LVI
Alors la fée apprit à l'enfant que sa mère était morte, sans songer qu'elle lui faisait une grande peine et sans comprendre qu'un être soumis à la mort pût ne pas se soumettre à celle des autres comme à une chose toute naturelle. L'enfant pleura beaucoup, et dans son dépit il dit à la fée que puisqu'elle ne lui rapportait qu'une mauvaise nouvelle, elle eût bien pu se dispenser de lui ramener son précepteur. La fée haussa les épaules et le quitta fâchée. Maître Bonus ne se fâcha pas. Il s'assit auprès de l'enfant et pleura de le voir pleurer.
LVII
Ce que voyant, l'enfant, qui était très-bon, l'embrassa et lui dit qu'il voulait bien le garder près de lui et le loger dans sa maison, à la condition qu'il ne lui parlerait plus jamais d'étudier. «Au fait, dit maître Bonus, puisque nous voilà ici pour toujours, je ne sais trop à quoi nous servirait l'étude. Occupons-nous de vivre. J'avoue que je tiens à cela, et si vous m'en croyez, nous mangerons un peu; il y a si longtemps que je jeûne!» En ce moment, le chien revenait de la chasse avec un beau lièvre entre les dents.
LVIII
Le chien fit amitié au pédagogue et lui céda volontiers sa proie, que maître Bonus se mit en devoir de faire cuire; mais les fées, qui le surveillaient, lui envoyèrent une hallucination épouvantable: aussitôt qu'il commença d'écorcher le lièvre, le lièvre grandit et prit sa figure, de manière qu'il s'imagina s'écorcher lui-même. Saisi d'horreur, il mit l'animal sur les charbons, espérant se délivrer de son rêve en respirant l'odeur de la viande grillée; mais ce fut lui qu'il fit griller dans des contorsions hideuses, et même il crut sentir dans sa propre chair qu'il brûlait en effet.
LIX
Il se rappela qu'il était condamné par les hommes à être rôti tout vivant, et, sentant qu'il ne fallait pas mécontenter les fées, il rendit la viande au chien et y renonça pour toujours.
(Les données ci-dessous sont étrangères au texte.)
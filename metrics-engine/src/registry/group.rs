use std::sync::Arc;

use tracing::warn;

use super::Shards;
use crate::builder::MetricsBuilder;
use crate::error::MetricsError;
use crate::filter::SnapshotFilter;
use crate::handles::{Counter, Gauge, Histogram, Meter, Metric, Timer};
use crate::kind::MetricKind;
use crate::snapshot::GroupSnapshot;
use crate::storage::SamplingPolicy;

/// A named collection of metrics, such as all the metrics of one subsystem.
///
/// Names are unique within a group.  Asking for an existing name with the same kind returns the
/// existing metric; asking for it with a different kind fails with
/// [`MetricsError::NameConflict`].
pub struct MetricGroup {
    name: String,
    metrics: Shards<Metric>,
    builder: MetricsBuilder,
}

impl MetricGroup {
    pub(crate) fn new(name: String, builder: MetricsBuilder) -> MetricGroup {
        MetricGroup { name, metrics: Shards::new(), builder }
    }

    /// Name of this group.
    pub fn name(&self) -> &str {
        &self.name
    }

    /// Gets the metric registered under `name`, registering the one built by `factory` if there is
    /// none.
    ///
    /// Concurrent calls for the same name all receive the same metric, and `factory` runs at most
    /// once across all of them.  It does not run at all if the name is already taken.
    ///
    /// `factory` runs while a lock on part of this group is held.  It must not register, look up or
    /// remove metrics in this group, or it may deadlock; build the metric from a [`MetricsBuilder`]
    /// instead.
    ///
    /// # Errors
    ///
    /// Returns [`MetricsError::NameConflict`] if `name` holds a metric of a different kind,
    /// [`MetricsError::FactoryMismatch`] if `factory` builds a metric of a kind other than `kind`,
    /// and passes through any error returned by `factory`.
    pub fn register_or_get<F>(
        &self,
        name: &str,
        kind: MetricKind,
        factory: F,
    ) -> Result<Metric, MetricsError>
    where
        F: FnOnce() -> Result<Metric, MetricsError>,
    {
        let metric = self.metrics.get_or_try_insert_with(name, || {
            let metric = factory()?;
            if metric.kind() != kind {
                return Err(MetricsError::FactoryMismatch {
                    name: name.to_string(),
                    expected: kind,
                    actual: metric.kind(),
                });
            }
            Ok(metric)
        })?;

        if metric.kind() != kind {
            return Err(self.conflict(name, metric.kind(), kind));
        }
        Ok(metric)
    }

    /// Gets or registers a counter.
    pub fn counter(&self, name: &str) -> Result<Arc<Counter>, MetricsError> {
        let metric = self.register_or_get(name, MetricKind::Counter, || {
            Ok(Metric::Counter(Arc::new(self.builder.counter())))
        })?;
        match metric {
            Metric::Counter(counter) => Ok(counter),
            other => Err(self.conflict(name, other.kind(), MetricKind::Counter)),
        }
    }

    /// Gets or registers a gauge reading from `f`.
    ///
    /// If a gauge is already registered under `name`, it is returned and `f` is dropped.
    pub fn gauge<F>(&self, name: &str, f: F) -> Result<Arc<Gauge>, MetricsError>
    where
        F: Fn() -> f64 + Send + Sync + 'static,
    {
        let metric = self.register_or_get(name, MetricKind::Gauge, || {
            Ok(Metric::Gauge(Arc::new(self.builder.gauge(Arc::new(f)))))
        })?;
        match metric {
            Metric::Gauge(gauge) => Ok(gauge),
            other => Err(self.conflict(name, other.kind(), MetricKind::Gauge)),
        }
    }

    /// Gets or registers a meter.
    pub fn meter(&self, name: &str) -> Result<Arc<Meter>, MetricsError> {
        let metric = self.register_or_get(name, MetricKind::Meter, || {
            Ok(Metric::Meter(Arc::new(self.builder.meter())))
        })?;
        match metric {
            Metric::Meter(meter) => Ok(meter),
            other => Err(self.conflict(name, other.kind(), MetricKind::Meter)),
        }
    }

    /// Gets or registers a histogram sampled with the default policy.
    pub fn histogram(&self, name: &str) -> Result<Arc<Histogram>, MetricsError> {
        self.histogram_with(name, self.builder.sampling())
    }

    /// Gets or registers a histogram sampled with `policy`.
    ///
    /// `policy` only applies if the histogram is created by this call.
    pub fn histogram_with(
        &self,
        name: &str,
        policy: &SamplingPolicy,
    ) -> Result<Arc<Histogram>, MetricsError> {
        let metric = self.register_or_get(name, MetricKind::Histogram, || {
            Ok(Metric::Histogram(Arc::new(self.builder.histogram_with(policy)?)))
        })?;
        match metric {
            Metric::Histogram(histogram) => Ok(histogram),
            other => Err(self.conflict(name, other.kind(), MetricKind::Histogram)),
        }
    }

    /// Gets or registers a timer sampled with the default policy.
    pub fn timer(&self, name: &str) -> Result<Arc<Timer>, MetricsError> {
        self.timer_with(name, self.builder.sampling())
    }

    /// Gets or registers a timer sampled with `policy`.
    ///
    /// `policy` only applies if the timer is created by this call.
    pub fn timer_with(
        &self,
        name: &str,
        policy: &SamplingPolicy,
    ) -> Result<Arc<Timer>, MetricsError> {
        let metric = self.register_or_get(name, MetricKind::Timer, || {
            Ok(Metric::Timer(Arc::new(self.builder.timer_with(policy)?)))
        })?;
        match metric {
            Metric::Timer(timer) => Ok(timer),
            other => Err(self.conflict(name, other.kind(), MetricKind::Timer)),
        }
    }

    /// Gets the metric registered under `name`.
    pub fn get(&self, name: &str) -> Option<Metric> {
        self.metrics.get(name)
    }

    /// Removes the metric registered under `name`.
    ///
    /// Returns `true` if there was one.  Handles already given out keep working, but are no longer
    /// reported.
    pub fn remove(&self, name: &str) -> bool {
        self.metrics.remove(name)
    }

    /// Names of every metric in this group, sorted.
    pub fn names(&self) -> Vec<String> {
        self.metrics.keys()
    }

    /// Number of metrics in this group.
    pub fn len(&self) -> usize {
        self.metrics.len()
    }

    /// Whether this group holds no metrics.
    pub fn is_empty(&self) -> bool {
        self.len() == 0
    }

    /// Reads every metric in this group, in name order.
    pub fn snapshot(&self) -> GroupSnapshot {
        self.snapshot_with(&SnapshotFilter::default())
    }

    /// Reads every metric in this group matching `filter`, in name order.
    ///
    /// Only the metric filters apply; the group filter is the registry's concern.
    pub fn snapshot_with(&self, filter: &SnapshotFilter) -> GroupSnapshot {
        let metrics = self
            .metrics
            .entries()
            .into_iter()
            .filter(|(name, metric)| filter.matches_metric(name, metric.kind()))
            .map(|(name, metric)| (name, metric.value()))
            .collect();
        GroupSnapshot::new(self.name.clone(), metrics)
    }

    fn conflict(&self, name: &str, existing: MetricKind, requested: MetricKind) -> MetricsError {
        warn!(
            group = %self.name,
            metric = name,
            %existing,
            %requested,
            "Metric name already registered with a different kind."
        );
        MetricsError::NameConflict {
            group: self.name.clone(),
            name: name.to_string(),
            existing,
            requested,
        }
    }
}

#[cfg(test)]
mod tests {
    use super::MetricGroup;
    use crate::builder::MetricsBuilder;
    use crate::error::MetricsError;
    use crate::filter::{Matcher, SnapshotFilter};
    use crate::handles::{Metric, MetricValue};
    use crate::kind::{MetricKind, MetricKindMask};
    use std::sync::atomic::{AtomicUsize, Ordering};
    use std::sync::Arc;

    fn group() -> MetricGroup {
        MetricGroup::new("test".to_string(), MetricsBuilder::default())
    }

    #[test]
    fn test_register_is_idempotent() {
        let group = group();
        let first = group.counter("requests").unwrap();
        let second = group.counter("requests").unwrap();
        assert!(Arc::ptr_eq(&first, &second));

        first.increment(2);
        assert_eq!(second.value(), 2);
        assert_eq!(group.len(), 1);
    }

    #[test]
    fn test_kind_conflict() {
        let group = group();
        group.counter("requests").unwrap();

        match group.timer("requests") {
            Err(MetricsError::NameConflict { group, name, existing, requested }) => {
                assert_eq!(group, "test");
                assert_eq!(name, "requests");
                assert_eq!(existing, MetricKind::Counter);
                assert_eq!(requested, MetricKind::Timer);
            }
            other => panic!("expected a name conflict, got {:?}", other),
        }

        // The original metric is untouched.
        assert_eq!(group.get("requests").map(|m| m.kind()), Some(MetricKind::Counter));
    }

    #[test]
    fn test_factory_runs_only_for_new_names() {
        let group = group();
        let calls = AtomicUsize::new(0);
        let builder = MetricsBuilder::default();

        for _ in 0..3 {
            group
                .register_or_get("events", MetricKind::Meter, || {
                    calls.fetch_add(1, Ordering::SeqCst);
                    Ok(Metric::Meter(Arc::new(builder.meter())))
                })
                .unwrap();
        }
        assert_eq!(calls.load(Ordering::SeqCst), 1);
    }

    #[test]
    fn test_factory_kind_mismatch() {
        let group = group();
        let builder = MetricsBuilder::default();
        let result = group.register_or_get("events", MetricKind::Meter, || {
            Ok(Metric::Counter(Arc::new(builder.counter())))
        });
        assert!(matches!(
            result,
            Err(MetricsError::FactoryMismatch {
                expected: MetricKind::Meter,
                actual: MetricKind::Counter,
                ..
            })
        ));
        assert!(group.is_empty());
    }

    #[test]
    fn test_failed_factory_registers_nothing() {
        let group = group();
        let result = group.register_or_get("latency", MetricKind::Histogram, || {
            Err(MetricsError::InvalidMeasurement { reason: "bad".to_string() })
        });
        assert!(result.is_err());
        assert!(group.get("latency").is_none());
    }

    #[test]
    fn test_gauge_keeps_first_callback() {
        let group = group();
        group.gauge("temperature", || 21.5).unwrap();
        let gauge = group.gauge("temperature", || 99.0).unwrap();
        assert_eq!(gauge.value(), 21.5);
    }

    #[test]
    fn test_remove() {
        let group = group();
        group.meter("events").unwrap();
        assert!(group.remove("events"));
        assert!(!group.remove("events"));
        assert!(group.is_empty());
    }

    #[test]
    fn test_snapshot_ordered_by_name() {
        let group = group();
        group.counter("b").unwrap().increment(2);
        group.counter("a").unwrap().increment(1);
        group.gauge("c", || 3.0).unwrap();
        group.histogram("d").unwrap().update(4);

        let snapshot = group.snapshot();
        let names = snapshot.metrics().iter().map(|(n, _)| n.as_str()).collect::<Vec<_>>();
        assert_eq!(names, vec!["a", "b", "c", "d"]);
        assert_eq!(snapshot.get("a"), Some(&MetricValue::Counter(1)));
        assert_eq!(snapshot.get("c"), Some(&MetricValue::Gauge(3.0)));

        let filter = SnapshotFilter::default()
            .with_kinds(MetricKindMask::COUNTER)
            .with_name(Matcher::Suffix("b".into()));
        let filtered = group.snapshot_with(&filter);
        assert_eq!(filtered.len(), 1);
        assert_eq!(filtered.get("b"), Some(&MetricValue::Counter(2)));
    }
}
Alors il s'en alla dehors pour recueillir des racines, des fruits et des graines, et il en fit une si grande provision pour l'hiver que la maison en était pleine et qu'il y restait à peine de la place pour dormir. Et ensuite, craignant d'être volé par les fées, et s'imaginant savoir assez de magie pour leur inspirer le respect, il fit avec de la terre des figures symboliques qu'il planta sur le toit.
LX
Mais sa science était fausse et ses symboles si barbares que les fées n'y firent d'autre attention que de les trouver fort laids et d'en rire. Les voyant de bonne humeur, il s'enhardit à demander où il pourrait se procurer des outils de travail, sans lesquels il lui était impossible, disait-il, de rien faire de bien. Elles le menèrent alors dans une grotte où elles avaient entassé une foule d'objets volés par elles dans leurs excursions, et abandonnés là après que leur curiosité s'en était rassasiée.